In 2014, the care minister suggested that there could be a role for CCTV in care homes, after a BBC panorama documentary revealed poor and sometimes violent treatment of pensioners in a care home in Essex. The BBC reports that more than a third of care homes that had been handed warning notices since 2011 still did not meet the basic standard required.
These claims of abuse came from both private and public sectors, with fingers generally pointed at managers. At BSBA, one of our specialties is designing supported housing for older persons so we sat down to discuss the role building design can play to prevent abuse happening in new schemes and what’s needed to give managers the best chance of creating and maintaining caring communities.
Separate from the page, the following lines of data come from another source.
use std::collections::BTreeMap;

use tracing::warn;

use planhist_diff::{NodeChange, ProjectDiff};
use planhist_types::attrs::{nearly_equal, AttrKind, EXPLICIT_TIME_FLAG, TEAM_TIME_ATTR};
use planhist_types::{NodeContent, NodeId, ReportContext, TreeSnapshot};

use crate::change::{NodeChangeKind, NodeRef, ProjectChange, ProjectNodeChange};
use crate::error::ChangeResult;
use crate::time_change::ProjectTimeChange;

/// Turns one [`ProjectDiff`] into reported changes.
///
/// Structural changes are grouped by parent. Time changes are collapsed
/// upward: a parent whose changed children are its only children with time
/// gets a single summary record, and a lone changed descendant is reported
/// once rather than at every level.
pub struct ChangeListFactory<'a> {
    diff: &'a ProjectDiff,
    label: String,
}

impl<'a> ChangeListFactory<'a> {
    pub fn new(diff: &'a ProjectDiff, context: &ReportContext) -> Self {
        Self {
            diff,
            label: context.label(TEAM_TIME_ATTR, "time estimate"),
        }
    }

    /// Changes ordered by tree position, then grouped by author.
    pub fn changes(&self) -> ChangeResult<Vec<ProjectChange>> {
        let mut node_changes: BTreeMap<NodeId, ProjectNodeChange> = BTreeMap::new();
        let mut time_changes: BTreeMap<NodeId, ProjectTimeChange> = BTreeMap::new();
        let base = self.diff.base().tree();
        let modified = self.diff.modified().tree();

        for change in self.diff.changes() {
            match change {
                NodeChange::Add { node, parent, .. } => {
                    self.node_change(&mut node_changes, modified, *parent, *node, NodeChangeKind::Added)
                }
                NodeChange::Delete { node, parent, .. } => {
                    self.node_change(&mut node_changes, base, *parent, *node, NodeChangeKind::Deleted)
                }
                NodeChange::Move {
                    node,
                    old_parent,
                    new_parent,
                } => {
                    let from = base.path(*old_parent);
                    self.node_change(
                        &mut node_changes,
                        modified,
                        *new_parent,
                        *node,
                        NodeChangeKind::Moved { from },
                    )
                }
                NodeChange::Reorder { .. } => {}
                NodeChange::Edit {
                    node,
                    parent,
                    before,
                    after,
                    changed,
                } => {
                    if node.is_root() {
                        continue;
                    }
                    if changed.iter().any(|a| matches!(self.diff.classify(a), AttrKind::NodeName)) {
                        if let (Some(parent), Some(from)) = (parent, base.name(*node)) {
                            let kind = NodeChangeKind::Renamed {
                                from: from.to_string(),
                            };
                            self.node_change(&mut node_changes, modified, *parent, *node, kind);
                        }
                    }
                    if is_time_change(self.diff, before, after, changed) {
                        if let Some(node_ref) = NodeRef::locate(modified, *node) {
                            let change = ProjectTimeChange::from_edit(node_ref, self.diff, &self.label)?;
                            time_changes.insert(*node, change);
                        }
                    }
                }
            }
        }

        self.summarize(&mut time_changes, NodeId::ROOT)?;

        let mut result: Vec<ProjectChange> = time_changes
            .into_values()
            .map(ProjectChange::Time)
            .chain(node_changes.into_values().map(ProjectChange::Node))
            .collect();
        result.sort_by(|a, b| a.node().position.cmp(&b.node().position));
        result.sort_by(|a, b| a.author().cmp(b.author()));
        Ok(result)
    }

    fn node_change(
        &self,
        changes: &mut BTreeMap<NodeId, ProjectNodeChange>,
        tree: &TreeSnapshot,
        parent: NodeId,
        node: NodeId,
        kind: NodeChangeKind,
    ) {
        let (Some(parent_ref), Some(node_ref)) =
            (NodeRef::locate(tree, parent), NodeRef::locate(tree, node))
        else {
            warn!(node = %node, parent = %parent, "changed node missing from snapshot; skipping");
            return;
        };
        changes
            .entry(parent)
            .or_insert_with(|| {
                ProjectNodeChange::new(parent_ref, self.diff.author(), self.diff.timestamp())
            })
            .add(node_ref, kind);
    }

    /// Collapse the time changes below `id` upward. Returns `true` when the
    /// subtree holds no time at all, so it cannot block summarizing its
    /// parent.
    fn summarize(
        &self,
        changes: &mut BTreeMap<NodeId, ProjectTimeChange>,
        id: NodeId,
    ) -> ChangeResult<bool> {
        let modified = self.diff.modified();
        let children = modified.tree().children(id);
        let mut changed_children = Vec::new();
        let mut blocked = false;

        for child in children {
            let child_is_zero = self.summarize(changes, *child)?;
            if changes.contains_key(child) {
                changed_children.push(*child);
            } else if !child_is_zero {
                blocked = true;
            }
        }

        if blocked {
            return Ok(false);
        }
        match changed_children.as_slice() {
            [] if children.is_empty() => Ok(nearly_equal(modified.total_time(id)?, 0.0)),
            [] => Ok(true),
            [only] => {
                // A node with its own record keeps it, and the child's record
                // stays separate.
                if !changes.contains_key(&id) {
                    if let Some(single) = changes.remove(only) {
                        changes.insert(id, single);
                    }
                }
                Ok(false)
            }
            _ => {
                let Some(node_ref) = NodeRef::locate(modified.tree(), id) else {
                    return Ok(false);
                };
                let subtasks: Vec<ProjectTimeChange> = changed_children
                    .iter()
                    .filter_map(|child| changes.remove(child))
                    .collect();
                // Records still held below a summarized child are part of its
                // totals already; only their authors carry over.
                let nested: Vec<ProjectTimeChange> = changed_children
                    .iter()
                    .flat_map(|child| modified.tree().descendants(*child))
                    .filter_map(|below| changes.remove(&below))
                    .collect();
                let mut summary = ProjectTimeChange::summarize(node_ref, subtasks, &self.label);
                for change in &nested {
                    summary.credit(change);
                }
                changes.insert(id, summary);
                Ok(false)
            }
        }
    }
}

/// Individual or zero-assignment changes always count. The aggregate only
/// counts when it is an explicit value, since a bottom-up sum moves with
/// the individual times already reported.
fn is_time_change(
    diff: &ProjectDiff,
    before: &NodeContent,
    after: &NodeContent,
    changed: &[String],
) -> bool {
    changed.iter().any(|attr| match diff.classify(attr) {
        AttrKind::IndividualTime(_) | AttrKind::ZeroAssigned(_) => true,
        AttrKind::TeamTime => {
            before.contains_key(EXPLICIT_TIME_FLAG) || after.contains_key(EXPLICIT_TIME_FLAG)
        }
        _ => false,
    })
}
Policing by CCTV may make staff accountable, but cameras won’t encourage mutual respect between carer and patient. The cost of helping prevent abuse, neglect and theft will be an unacceptable indignity for residents in their own private rooms.
What’s needed to give managers the best chance of creating and maintaining caring communities?
We believe that abuse is much less likely to happen in thoughtfully-designed buildings that help managers create caring communities of staff and residents. So we came up with three Architect’s points to help managers create positive organisational cultures within older person schemes:
– We like working with regulatory design standards, but not at the expense of professional judgement. Managers need schemes that are aspirational and go beyond what’s acceptable.
– Good Buildings come from good design processes owned by housing professionals, not accountants.
– Saving money on communal spaces and staff areas won’t create the lively, stimulating work environments that attract the right people and tell management and carers the work they do is valued.